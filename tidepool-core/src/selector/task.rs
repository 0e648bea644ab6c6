use std::future::Future;
use std::pin::Pin;
use std::task::{Context, Poll};

use futures_util::future::{BoxFuture, FutureExt};
use tokio::task::JoinHandle;

/// Future driving an async selector.
///
/// The task completes when its source settles or ends, or as soon as the
/// selector's owner is disposed.
#[must_use = "selector tasks do nothing unless polled or spawned"]
pub struct SelectorTask {
    selector: String,
    future: BoxFuture<'static, ()>,
}

impl SelectorTask {
    pub(crate) fn new<F>(selector: impl Into<String>, future: F) -> Self
    where
        F: Future<Output = ()> + Send + 'static,
    {
        Self {
            selector: selector.into(),
            future: future.boxed(),
        }
    }

    /// Label of the selector this task feeds.
    pub fn selector(&self) -> &str {
        &self.selector
    }

    /// Hand the task to the tokio runtime.
    ///
    /// Must be called from within a tokio runtime.
    pub fn spawn(self) -> JoinHandle<()> {
        tokio::spawn(self)
    }
}

impl Future for SelectorTask {
    type Output = ();

    fn poll(self: Pin<&mut Self>, cx: &mut Context<'_>) -> Poll<()> {
        self.get_mut().future.as_mut().poll(cx)
    }
}

impl std::fmt::Debug for SelectorTask {
    fn fmt(&self, f: &mut std::fmt::Formatter<'_>) -> std::fmt::Result {
        f.debug_struct("SelectorTask")
            .field("selector", &self.selector)
            .finish_non_exhaustive()
    }
}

**Exercise aim**.
Return the material in full. Each line must match.

**Answer section**.
filename tidepool-core/src/selector/task.rs
repository 0e648bea644ab6c6
use std::future::Future;
use std::pin::Pin;
use std::task::{Context, Poll};

use futures_util::future::{BoxFuture, FutureExt};
use tokio::task::JoinHandle;

/// Future driving an async selector.
///
/// The task completes when its source settles or ends, or as soon as the
/// selector's owner is disposed.
#[must_use = "selector tasks do nothing unless polled or spawned"]
pub struct SelectorTask {
    selector: String,
    future: BoxFuture<'static, ()>,
}

impl SelectorTask {
    pub(crate) fn new<F>(selector: impl Into<String>, future: F) -> Self
    where
        F: Future<Output = ()> + Send + 'static,
    {
        Self {
            selector: selector.into(),
            future: future.boxed(),
        }
    }

    /// Label of the selector this task feeds.
    pub fn selector(&self) -> &str {
        &self.selector
    }

    /// Hand the task to the tokio runtime.
    ///
    /// Must be called from within a tokio runtime.
    pub fn spawn(self) -> JoinHandle<()> {
        tokio::spawn(self)
    }
}

impl Future for SelectorTask {
    type Output = ();

    fn poll(self: Pin<&mut Self>, cx: &mut Context<'_>) -> Poll<()> {
        self.get_mut().future.as_mut().poll(cx)
    }
}

impl std::fmt::Debug for SelectorTask {
    fn fmt(&self, f: &mut std::fmt::Formatter<'_>) -> std::fmt::Result {
        f.debug_struct("SelectorTask")
            .field("selector", &self.selector)
            .finish_non_exhaustive()
    }
}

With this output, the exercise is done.